*** Winner: Best Canadian Feature Documentary, Hot Docs 2009 ***
In the inner-city housing project of Toronto’s Regent Park, Kendell and Mikey, like their surroundings, are in the process of transformation. Half-demolished buildings dot the landscape as the Regent Park Revitalization project is underway. Isolated socially and physically since it was built in the late 1940s, the community of Regent Park is becoming a different place.
Shot over three years, Invisible City is a moving story of two boys crossing into adulthood – their mothers and mentors rooting for them to succeed, their environment and social pressures tempting them to make poor choices. As they struggle with the pressures of high school and facing harsh realities, their voices reveal a range of emotions and insights: anxiety, hopefulness, alienation and understanding.
Turning his camera on the often ignored inner city, Academy Award-nominated director Hubert Davis sensitively depicts the disconnection of urban poverty and race from the mainstream.
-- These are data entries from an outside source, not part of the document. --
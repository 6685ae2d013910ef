use anyhow::anyhow;
use chrono::Local;
use std::path::PathBuf;
use std::sync::atomic::{AtomicBool, Ordering};
use std::sync::Arc;
use std::time::Duration;
use std::{fs, thread};
use tracing::{debug, info, warn};

pub struct Prof {
    starting: AtomicBool,
}

impl Default for Prof {
    fn default() -> Self {
        Prof {
            starting: AtomicBool::new(false),
        }
    }
}

impl Prof {
    pub fn start(&'static self, duration: u64, profile_path: String) -> anyhow::Result<bool> {
        let started =
            self.starting
                .compare_exchange(false, true, Ordering::Acquire, Ordering::Acquire);
        if let Ok(rs) = started {
            if !rs {
                match self.prof_sample(duration, profile_path) {
                    Ok(_) => Ok(true),
                    Err(e) => Err(anyhow!(
                        "CpuProfiler start start profiler error {e:?}"
                    )),
                }
            } else {
                Ok(false)
            }
        } else {
            warn!("CpuProfiler started error {started:?}");
            Ok(false)
        }
    }

    fn prof_sample(&'static self, duration: u64, profile_path: String) -> anyhow::Result<()> {
        let profile_path = PathBuf::from(profile_path);
        let starting = Arc::new(&self.starting);
        if fs::create_dir_all(&profile_path).is_ok() {
            let prof_thread = thread::Builder::new().name("SQL_PROXY_PROF_THD".to_string());
            let _rs = prof_thread.spawn(move || loop {
                debug!("CpuProfiler prof_sample running!");
                if !starting.load(Ordering::Acquire) {
                    debug!("CpuProfiler state stopped prof_sample exit.");
                    break;
                }
                let guard = pprof::ProfilerGuardBuilder::default()
                    .blocklist(&["libc", "libgcc", "pthread", "vdso"])
                    .build()
                    .unwrap();
                thread::sleep(Duration::from_secs(duration));
                let now_date = Local::now();
                let time_prefix = format!("{}", now_date.format("%Y-%m-%d-%H-%M-%S"));
                match guard.report().build() {
                    Ok(report) => {
                        let profile_svg = profile_path.join(format!("mp_cpu_{}.svg", time_prefix));
                        let file = fs::File::create(&profile_svg).unwrap();
                        report.flamegraph(file).unwrap();
                        info!("CpuProfiler save report to {:?}", profile_svg);
                    }
                    Err(err) => {
                        warn!(
                            "CpuProfiler. Failed to generate flamegraph: {}",
                            err
                        );
                    }
                }
            });

            Ok(())
        } else {
            Err(anyhow!(
                "CpuProfiler. Failed to create profile_path dir {profile_path:?}"
            ))
        }
    }

    pub fn stop(&self) -> anyhow::Result<bool> {
        let rs = self
            .starting
            .compare_exchange(true, false, Ordering::Acquire, Ordering::Relaxed);
        match rs {
            Ok(r) => Ok(r),
            Err(e) => {
                tracing::debug!("CpuProfiler stop error cause by {e:?}");
                Ok(false)
            }
        }
    }
}

#[cfg(test)]
mod tests {
    #[test]
    pub fn test_date_time_format() {
        let now_date = chrono::Local::now();
        let formatted = format!("{}", now_date.format("%Y-%m-%d-%H:%M:%S"));

        println!("formatted = {formatted:?}");
    }
}
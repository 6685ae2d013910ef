pub mod head_profiler;
pub mod prof;

use prof::Prof;
use std::sync::OnceLock;

/// Process-wide CPU profiler, toggled by `SIGRTMIN+1` so it can be started
/// and stopped on a running process without a restart.
pub fn cpu_profiler() -> &'static Prof {
    static PROF: OnceLock<Prof> = OnceLock::new();
    PROF.get_or_init(Prof::default)
}

/// Listens for `SIGRTMIN+1` and flips the process-wide profiler on or off
/// on each delivery, dumping a flamegraph to `profile_dir` on stop. Must be
/// spawned onto a running tokio runtime.
#[cfg(unix)]
pub async fn profiler_signal_loop(profile_dir: String, sample_secs: u64) {
    use tokio::signal::unix::{signal, SignalKind};
    use tracing::{info, warn};

    let rtmin_plus_one = unsafe { libc::SIGRTMIN() + 1 };
    let mut sig = match signal(SignalKind::from_raw(rtmin_plus_one)) {
        Ok(sig) => sig,
        Err(e) => {
            warn!(error = %e, "failed to install profiler toggle signal handler");
            return;
        }
    };
    loop {
        sig.recv().await;
        let prof = cpu_profiler();
        match prof.start(sample_secs, profile_dir.clone()) {
            Ok(true) => info!("cpu profiler started"),
            Ok(false) => match prof.stop() {
                Ok(true) => info!("cpu profiler stopped"),
                Ok(false) => {}
                Err(e) => warn!(error = %e, "failed to stop cpu profiler"),
            },
            Err(e) => warn!(error = %e, "failed to start cpu profiler"),
        }
    }
}
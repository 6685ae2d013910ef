use crate::backend::router::{BackendLoadBalancer, BackendRouter, RandomBalancer, TargetRole};
use crate::backend::{BackendInstance, ServerStatus};
use crate::error::Result;
use async_trait::async_trait;
use std::collections::VecDeque;
use tokio::sync::RwLock;

/// A router over a fixed, operator-configured backend list. Server status
/// is still mutable (a monitor can flip MAINT/SLAVE/MASTER bits via
/// `refresh`); only the membership of the list is static.
pub struct StaticRouter {
    backends: RwLock<VecDeque<BackendInstance>>,
    balancer: RandomBalancer,
}

impl StaticRouter {
    pub fn new(backends: VecDeque<BackendInstance>) -> Self {
        Self {
            backends: RwLock::new(backends),
            balancer: RandomBalancer::new(),
        }
    }
}

#[async_trait]
impl BackendRouter for StaticRouter {
    async fn candidates(&self, role: TargetRole) -> Result<VecDeque<BackendInstance>> {
        let backends = self.backends.read().await;
        let matching = backends
            .iter()
            .filter(|b| match role {
                TargetRole::Master => b.is_usable_for_write(),
                TargetRole::Slave => {
                    b.is_usable_for_read()
                        && b.status.intersects(ServerStatus::SLAVE | ServerStatus::RELAY)
                }
            })
            .cloned()
            .collect();
        Ok(matching)
    }

    fn balancer(&self) -> &dyn BackendLoadBalancer {
        &self.balancer
    }

    async fn refresh(&self, backends: VecDeque<BackendInstance>) {
        *self.backends.write().await = backends;
    }

    async fn all(&self) -> VecDeque<BackendInstance> {
        self.backends.read().await.clone()
    }
}
use crate::async_packet_read;
use crate::protocol::mysql::basic::{client_handshake_response, HandshakeResponse};
use crate::protocol::mysql::charset::UTF8_MB4_GENERAL_CI;
use crate::protocol::mysql::constants::AuthPluginName::UnKnowPluginName;
use crate::protocol::mysql::constants::HeaderInfo;
use crate::protocol::mysql::error_codes::ErrorKind;
use crate::protocol::mysql::packet::packet_reader::PacketReader;
use crate::protocol::mysql::packet::packet_writer::PacketWriter;
use crate::protocol::mysql::packet::{writers, Packet};
use crate::server::auth::Authenticator;
use crate::server::{default_capabilities, DEFAULT_BACKEND_VERSION};

use async_trait::async_trait;
use mysql_common::io::ParseBuf;
use mysql_common::packets::{AuthPlugin, ComChangeUserMoreData, ErrPacket};
use mysql_common::proto::{MyDeserialize, MySerialize};
use rustls::server::ServerConfig;
use std::borrow::Cow;
use std::io::{Error, Write};

use tokio::io::{AsyncRead, AsyncWrite};
use tokio::net::tcp::{OwnedReadHalf, OwnedWriteHalf};
use tokio_rustls::rustls;
use tracing::{debug, warn};

const AUTH_SWITCH_REQUEST: u8 = 0xfe;

pub struct ProxyAuthenticator;

impl ProxyAuthenticator {
    async fn process_auth_switch_plugin<R, W>(
        &self,
        client_seq: u8,
        backend_writer: &mut PacketWriter<OwnedWriteHalf>,
        backend_reader: &mut PacketReader<OwnedReadHalf>,
        client_writer: &mut PacketWriter<W>,
        client_reader: &mut PacketReader<R>,
    ) -> Result<(), Error>
    where
        R: AsyncRead + Send + Unpin,
        W: AsyncWrite + Send + Unpin,
    {
        let (be_seq, pkt) = async_packet_read!(backend_reader);
        assert_eq!(AUTH_SWITCH_REQUEST, pkt[0]);
        client_writer.set_seq(client_seq + 1);
        client_writer.write_all(&pkt)?;
        client_writer.end_packet().await?;
        client_writer.flush_all().await?;

        // read auth_response from client (password_len + hash(password, salt))
        let (_c_seq, auth_response) = async_packet_read!(client_reader);
        backend_writer.set_seq(be_seq + 1);
        backend_writer.write_all(&auth_response)?;
        backend_writer.end_packet().await?;
        backend_writer.flush_all().await?;

        let (l_seq, be_auth_pkt) = async_packet_read!(backend_reader);
        client_writer.set_seq(l_seq);
        client_writer.write_all(&be_auth_pkt)?;
        client_writer.end_packet().await?;
        client_writer.flush_all().await?;
        if be_auth_pkt[0] == HeaderInfo::ErrHeader as u8 {
            let err_packet =
                ErrPacket::deserialize(default_capabilities(), &mut ParseBuf(&be_auth_pkt))
                    .unwrap();
            let srv_error = err_packet.server_error();
            warn!("backend auth error: {:?}", srv_error.message_str());
            let msg_err = srv_error.message_ref();
            let err_msg_str = String::from_utf8(msg_err.to_vec()).unwrap();
            Err(Error::new(
                std::io::ErrorKind::PermissionDenied,
                err_msg_str,
            ))
        } else {
            debug!(
                "Auth continue_auth auth success={:?}",
                be_auth_pkt[0]
            );
            Ok(())
        }
    }
}

/// `reset_handshake_plugin` Reset the plugin_name of HandshakeResponse.
///
/// The authentication phase involves  - client, proxy, and backend. The proxy has to route to the
/// correct backend (from backend connection pool) based on the client's handshake information,
/// so it needs to send a Handshake to the client first (including salt/scramble).
/// After handshaking with the backend, the proxy then forwards the client's HandshakeResponse to
/// the backend for authentication. The authentication fails because the scramble (random string)
/// generated during the two handshakes is different. So, we need to trigger an AuthSwitchRequest to
/// get the correct auth response from the client.
fn reset_handshake_plugin(
    packet: &[u8],
    handshake_response: &HandshakeResponse,
) -> Result<Vec<u8>, Error> {
    let curr_user = handshake_response.username.clone();
    let max_pkt_len = handshake_response.max_packet_len;
    mysql_common::packets::HandshakeResponse::deserialize((), &mut ParseBuf(packet))
        .map(|pkt| {
            let un_know_plugin_rsp = mysql_common::packets::HandshakeResponse::new(
                Some(pkt.scramble_buf()),
                (8, 0, 36),
                curr_user,
                pkt.db_name(),
                Some(AuthPlugin::Other(Cow::from(
                    UnKnowPluginName.as_ref().as_bytes(),
                ))),
                pkt.capabilities(),
                pkt.connect_attributes(),
                max_pkt_len,
            );
            let mut new_packet = Vec::new();
            un_know_plugin_rsp.serialize(&mut new_packet);
            new_packet
        })
        .map_err(|e| Error::new(std::io::ErrorKind::InvalidData, e))
}

#[async_trait]
impl Authenticator for ProxyAuthenticator {
    async fn continue_auth<R, W>(
        &self,
        backend_writer: &mut PacketWriter<OwnedWriteHalf>,
        backend_reader: &mut PacketReader<OwnedReadHalf>,
        client_writer: &mut PacketWriter<W>,
        client_reader: &mut PacketReader<R>,
        client_seq: u8,
        handshake_resp: &HandshakeResponse,
    ) -> Result<(), Error>
    where
        R: AsyncRead + Send + Unpin,
        W: AsyncWrite + Send + Unpin,
    {
        let un_know_plugin_data =
            AuthPlugin::Other(Cow::from(UnKnowPluginName.as_ref().as_bytes()));

        let com_change_user = mysql_common::packets::ComChangeUser::new()
            .with_user(handshake_resp.username.as_deref())
            .with_database(handshake_resp.database.as_deref())
            .with_more_data(Some(
                ComChangeUserMoreData::new(UTF8_MB4_GENERAL_CI as u16)
                    .with_auth_plugin(Some(un_know_plugin_data.clone())),
            ));
        let mut change_user_data = Vec::new();
        com_change_user.serialize(&mut change_user_data);

        backend_writer.write_all(&change_user_data)?;
        backend_writer.end_packet().await?;
        backend_writer.flush_all().await?;
        // see: https://dev.mysql.com/doc/dev/mysql-server/latest/page_protocol_connection_phase.html#sect_protocol_connection_phase_com_change_user_auth
        self.process_auth_switch_plugin(
            client_seq,
            backend_writer,
            backend_reader,
            client_writer,
            client_reader,
        )
            .await
    }

    async fn initial_handshake<R, W>(
        &self,
        conn_id: u64,
        scramble: [u8; 20],
        client_reader: &mut PacketReader<R>,
        client_writer: &mut PacketWriter<W>,
        #[cfg(feature = "tls")] tls_conf: &Option<std::sync::Arc<ServerConfig>>,
    ) -> Result<(u8, HandshakeResponse, Packet), Error>
    where
        R: AsyncRead + Send + Unpin,
        W: AsyncWrite + Send + Unpin,
    {
        let server_version_bytes = DEFAULT_BACKEND_VERSION;
        // 1. The ProxyServer sends an initial handshake packet to the client.
        #[cfg(feature = "tls")]
        writers::write_initial_handshake(
            client_writer,
            conn_id,
            scramble,
            server_version_bytes,
            tls_conf,
        )
            .await?;
        #[cfg(not(feature = "tls"))]
        writers::write_initial_handshake(client_writer, conn_id, scramble, server_version_bytes)
            .await?;
        // 2. The ProxyServer reads the client's HandshakeResponse.
        if let Some((seq, client_handshake_rsp_pkt)) = client_reader.next_async().await? {
            let (_, handshake_resp) =
                client_handshake_response(&client_handshake_rsp_pkt, false).unwrap();
            Ok((seq, handshake_resp, client_handshake_rsp_pkt))
        } else {
            warn!("Failed to read client HandshakeResponse");
            writers::write_err_packet(
                ErrorKind::ER_ACCESS_DENIED_ERROR,
                "peer terminated connection".as_bytes(),
                client_writer,
            )
                .await?;
            Err(Error::new(
                std::io::ErrorKind::PermissionDenied,
                "peer terminated connection",
            ))
        }
    }

    async fn reply_handshake_response<R, W>(
        &self,
        backend_writer: &mut PacketWriter<OwnedWriteHalf>,
        backend_reader: &mut PacketReader<OwnedReadHalf>,
        client_writer: &mut PacketWriter<W>,
        client_reader: &mut PacketReader<R>,
        client_seq: u8,
        handshake_resp_pair: (&[u8], &HandshakeResponse),
    ) -> Result<(), Error>
    where
        R: AsyncRead + Send + Unpin,
        W: AsyncWrite + Send + Unpin,
    {
        // 1. ProxyServer reads initial handshake packets from the backend.
        let (_seq_val, _handshake_init) = async_packet_read!(backend_reader);
        let (packet_bytes, client_handshake_rsp) = handshake_resp_pair;
        let new_packet = reset_handshake_plugin(packet_bytes, client_handshake_rsp)?;

        backend_writer.set_seq(client_seq);
        backend_writer.write_all(&new_packet)?;
        backend_writer.end_packet().await?;
        backend_writer.flush_all().await?;
        self.process_auth_switch_plugin(
            client_seq,
            backend_writer,
            backend_reader,
            client_writer,
            client_reader,
        )
            .await
    }
}
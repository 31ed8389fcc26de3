pub mod db;
pub mod insertions;
pub mod queries;

pub use db::init_db;
pub use insertions::{log_consulta, save_report};
pub use queries::{carreras_mas_consultadas, conteo_consultas, filtros_mas_usados, graficos_mas_consultados};
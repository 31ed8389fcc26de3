//! Histograma del puntaje ponderado para una carrera.

use crate::graficos::{Eje, Grafico};
use serde::Serialize;

#[derive(Debug, Clone, Serialize)]
pub struct FiguraHistograma {
    pub titulo: String,
    pub bins: u32,
    pub eje_x: Eje,
    pub valores: Vec<f64>,
}

pub fn figura_histograma_puntajes(carrera: &str, valores: &[f64]) -> Grafico<FiguraHistograma> {
    if valores.is_empty() {
        return Grafico::sin_datos(format!("No hay puntajes registrados para {}.", carrera));
    }

    Grafico::Figura(FiguraHistograma {
        titulo: "Distribución del puntaje ponderado total".to_string(),
        bins: 20,
        eje_x: Eje::puntaje("Puntaje Ponderado"),
        valores: valores.to_vec(),
    })
}
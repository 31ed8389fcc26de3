//! Insumo para la nube de palabras de colegios: pares palabra-peso.
//! La imagen la genera el renderer externo.

use crate::agregacion::ConteoEtiqueta;
use crate::graficos::Grafico;
use serde::Serialize;

#[derive(Debug, Clone, Serialize)]
pub struct PalabraNube {
    pub texto: String,
    pub peso: usize,
}

#[derive(Debug, Clone, Serialize)]
pub struct FiguraNube {
    pub titulo: String,
    pub ancho: u32,
    pub alto: u32,
    pub fondo: String,
    pub palabras: Vec<PalabraNube>,
}

pub fn figura_nube_colegios(frecuencias: &[ConteoEtiqueta]) -> Grafico<FiguraNube> {
    if frecuencias.is_empty() {
        return Grafico::sin_datos(
            "No hay datos suficientes para mostrar una nube de palabras en esta región.",
        );
    }

    Grafico::Figura(FiguraNube {
        titulo: "Nube de Palabras de Colegios".to_string(),
        ancho: 1000,
        alto: 500,
        fondo: "white".to_string(),
        palabras: frecuencias
            .iter()
            .map(|f| PalabraNube { texto: f.etiqueta.clone(), peso: f.n })
            .collect(),
    })
}
use paesdash::api_json::{FiltroSeleccion, ValoresDisponibles, parse_filtro, parse_y_completar};
use paesdash::models::{Postulante, Sexo};

fn postulante(carrera: &str, region: u32, ingreso: &str) -> Postulante {
    Postulante {
        anio: 2025,
        codigo_region: Some(region),
        carrera: carrera.to_string(),
        sexo: Some(Sexo::Femenino),
        ptje_ponderado: None,
        grupo_dependencia: "PARTICULAR SUBVENCIONADO".to_string(),
        ingreso: ingreso.to_string(),
        colegio: None,
    }
}

#[test]
fn filtro_vacio_toma_defaults_canonicos() {
    let base = vec![
        postulante("Enfermería", 8, "REGULAR"),
        postulante("Arquitectura", 5, "PACE"),
    ];
    let filtro = parse_y_completar(&serde_json::json!({}), &base).expect("parse");

    assert_eq!(filtro.carreras, vec!["Sociología", "Medicina", "Derecho"]);
    assert_eq!(filtro.region, Some(8));
    assert_eq!(filtro.carreras_distribucion, vec!["Sociología"]);
    // primer valor ordenado
    assert_eq!(filtro.ingreso.as_deref(), Some("PACE"));
    assert_eq!(filtro.carrera.as_deref(), Some("Arquitectura"));
}

#[test]
fn region_default_cae_a_la_primera_disponible() {
    let base = vec![
        postulante("Enfermería", 5, "REGULAR"),
        postulante("Enfermería", 13, "REGULAR"),
    ];
    let filtro = parse_y_completar(&serde_json::json!({}), &base).expect("parse");
    assert_eq!(filtro.region, Some(5));
}

#[test]
fn campos_presentes_se_respetan() {
    let base = vec![postulante("Enfermería", 8, "REGULAR")];
    let body = serde_json::json!({
        "carreras": ["Enfermería"],
        "region": 13,
        "ingreso": "REGULAR"
    });
    let filtro = parse_y_completar(&body, &base).expect("parse");
    assert_eq!(filtro.carreras, vec!["Enfermería"]);
    assert_eq!(filtro.region, Some(13));
    assert_eq!(filtro.ingreso.as_deref(), Some("REGULAR"));
    // los no especificados siguen completándose
    assert_eq!(filtro.carreras_distribucion, vec!["Sociología"]);
}

#[test]
fn parse_filtro_acepta_json_parcial() {
    let filtro = parse_filtro(r#"{"carreras": ["Medicina"]}"#).expect("parse");
    assert_eq!(filtro.carreras, vec!["Medicina"]);
    assert_eq!(filtro.region, None);
    assert!(filtro.carreras_distribucion.is_empty());
}

#[test]
fn valores_disponibles_unicos_y_ordenados() {
    let base = vec![
        postulante("Medicina", 13, "REGULAR"),
        postulante("Derecho", 8, "PACE"),
        postulante("Medicina", 8, "REGULAR"),
        Postulante {
            anio: 2025,
            codigo_region: None,
            carrera: String::new(),
            sexo: None,
            ptje_ponderado: None,
            grupo_dependencia: String::new(),
            ingreso: String::new(),
            colegio: None,
        },
    ];
    let disponibles = ValoresDisponibles::desde_base(&base);
    assert_eq!(disponibles.carreras, vec!["Derecho", "Medicina"]);
    assert_eq!(disponibles.regiones, vec![8, 13]);
    assert_eq!(disponibles.ingresos, vec!["PACE", "REGULAR"]);
    assert_eq!(disponibles.dependencias, vec!["PARTICULAR SUBVENCIONADO"]);
}

#[test]
fn completar_sobre_base_vacia_no_falla() {
    let disponibles = ValoresDisponibles::desde_base(&[]);
    let filtro = FiltroSeleccion {
        carreras: Vec::new(),
        region: None,
        carreras_distribucion: Vec::new(),
        ingreso: None,
        carrera: None,
    }
    .completar(&disponibles);
    assert_eq!(filtro.region, None);
    assert_eq!(filtro.ingreso, None);
    assert_eq!(filtro.carreras.len(), 3);
}
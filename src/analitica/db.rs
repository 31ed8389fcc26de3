use rusqlite::Connection;
use std::env;
use std::error::Error;
use std::fs;
use std::path::PathBuf;

// carga .env si existe
fn load_dotenv() {
    let _ = dotenv::dotenv();
}

/// Ruta del archivo SQLite de analítica de uso. Honra `PAES_ANALITICA_DB_PATH`.
pub fn analitica_db_path() -> PathBuf {
    load_dotenv();
    match env::var("PAES_ANALITICA_DB_PATH") {
        Ok(p) if !p.trim().is_empty() => PathBuf::from(p),
        _ => PathBuf::from("analitica/analitica.db"),
    }
}

/// Inicializa la base de analítica (directorio + archivo + tablas).
pub fn init_db() -> Result<(), Box<dyn Error>> {
    let db_path = analitica_db_path();
    if let Some(dir) = db_path.parent() {
        fs::create_dir_all(dir)?;
    }

    let conn = Connection::open(&db_path)?;
    conn.execute(
        "CREATE TABLE IF NOT EXISTS consultas (
            id INTEGER PRIMARY KEY AUTOINCREMENT,
            ts TEXT NOT NULL,
            grafico TEXT NOT NULL,
            filtros_json TEXT,
            duration_ms INTEGER
        )",
        [],
    )?;
    conn.execute(
        "CREATE TABLE IF NOT EXISTS reportes (
            id INTEGER PRIMARY KEY AUTOINCREMENT,
            ts TEXT NOT NULL,
            tipo TEXT NOT NULL,
            params_json TEXT,
            resultado_json TEXT
        )",
        [],
    )?;
    Ok(())
}
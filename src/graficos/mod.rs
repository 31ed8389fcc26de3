//! Módulo `graficos`: constructores de parámetros de gráfico.
//!
//! Cada constructor es un mapeo puro y determinista de una tabla agregada a
//! la estructura que espera el renderer externo (bindings de ejes, mapas de
//! color, nodos/enlaces, coordenadas de cuadrícula). Una tabla vacía produce
//! el estado `SinDatos` con un mensaje, nunca un error.

pub mod barras;
pub mod caja;
pub mod histograma;
pub mod linea;
pub mod mapa;
pub mod nube;
pub mod sankey;
pub mod tabla;
pub mod torta;
pub mod violin;
pub mod waffle;

use crate::models::Sexo;
use serde::Serialize;

/// Rango fijo del eje de puntajes en todas las vistas de puntaje.
pub const RANGO_EJE_PUNTAJE: [f64; 2] = [500.0, 1000.0];

/// Ticks fijos del eje de años.
pub const TICKS_ANIOS: [i32; 3] = crate::models::ANIOS_ADMISION;

/// Tono fijo por sexo en todas las vistas apiladas o coloreadas por sexo.
pub fn color_sexo(sexo: Sexo) -> &'static str {
    match sexo {
        Sexo::Masculino => "#636EFA",
        Sexo::Femenino => "#EF553B",
    }
}

/// Resultado de un constructor: la figura lista para el renderer o el estado
/// explícito de datos insuficientes.
#[derive(Debug, Clone, Serialize)]
#[serde(tag = "estado", rename_all = "snake_case")]
pub enum Grafico<T> {
    Figura(T),
    SinDatos { mensaje: String },
}

impl<T> Grafico<T> {
    pub fn sin_datos(mensaje: impl Into<String>) -> Grafico<T> {
        Grafico::SinDatos { mensaje: mensaje.into() }
    }

    pub fn es_sin_datos(&self) -> bool {
        matches!(self, Grafico::SinDatos { .. })
    }
}

/// Definición de un eje numérico; los campos en `None` quedan a criterio del
/// renderer.
#[derive(Debug, Clone, Serialize)]
pub struct Eje {
    pub titulo: String,
    #[serde(skip_serializing_if = "Option::is_none")]
    pub rango: Option<[f64; 2]>,
    #[serde(skip_serializing_if = "Option::is_none")]
    pub ticks: Option<Vec<i32>>,
    #[serde(skip_serializing_if = "Option::is_none")]
    pub formato: Option<String>,
}

impl Eje {
    pub fn libre(titulo: &str) -> Eje {
        Eje { titulo: titulo.to_string(), rango: None, ticks: None, formato: None }
    }

    /// Eje de puntajes con el rango fijo 500-1000.
    pub fn puntaje(titulo: &str) -> Eje {
        Eje {
            titulo: titulo.to_string(),
            rango: Some(RANGO_EJE_PUNTAJE),
            ticks: None,
            formato: None,
        }
    }

    /// Eje de años con los ticks fijos 2023-2025.
    pub fn anios() -> Eje {
        Eje {
            titulo: "Año".to_string(),
            rango: None,
            ticks: Some(TICKS_ANIOS.to_vec()),
            formato: None,
        }
    }
}
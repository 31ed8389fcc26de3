// Biblioteca raíz del crate `paesdash`.
// Reexporta los módulos del pipeline (base -> filtro -> agregación ->
// parámetros de gráfico) y el servidor HTTP que los expone.
pub mod agregacion;
pub mod analitica;
pub mod api_json;
pub mod excel;
pub mod geodatos;
pub mod graficos;
pub mod models;
pub mod narrativa;
pub mod server;
pub mod server_handlers;

/// Ejecuta el servidor HTTP (reexport para facilitar uso desde `main`)
pub use server::run_server;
A portrait of potential unrealized, Invisible City captures the dreams and the disappointments of Kendell and Mikey at a crucial time in their lives.
Directed and edited by Hubert Davis
Produced by Mehernaz Lentin (Industry Pictures), Gerry Flahive (NFB)
Co-produced by Hubert Davis (Shine Films)
Executive Produced by Silva Basmajian (NFB)
Produced by Industry Pictures/Shine Films in co-production with the National Film Board of Canada.
Produced in association with TVO, Knowledge Network, SCN and with the participation of the Canadian Television Fund and the Canadian Cable Industry CTF: Licence Fee Program.
“...a film that weds form and content with extraordinary grace and intelligence.” (Hot Docs awards jury)
Hubert Davis follows up his Oscar-nominated short Hardwood with “a heart-rending portrait of two at-risk youths growing up in Regent Park as the community begins a dramatic transformation…relates the challenges and choices faced by his subjects and their families with great empathy and clarity.” (Jason Anderson, Eye Weekly)
“shows his deft touch at portraying the hope and pain in the mundane, the joy and strife of ordinary life… You go to a Davis film as much to see where he's taking his style as much as for the actual subject matter.” (Guy Dixon, Globe and Mail)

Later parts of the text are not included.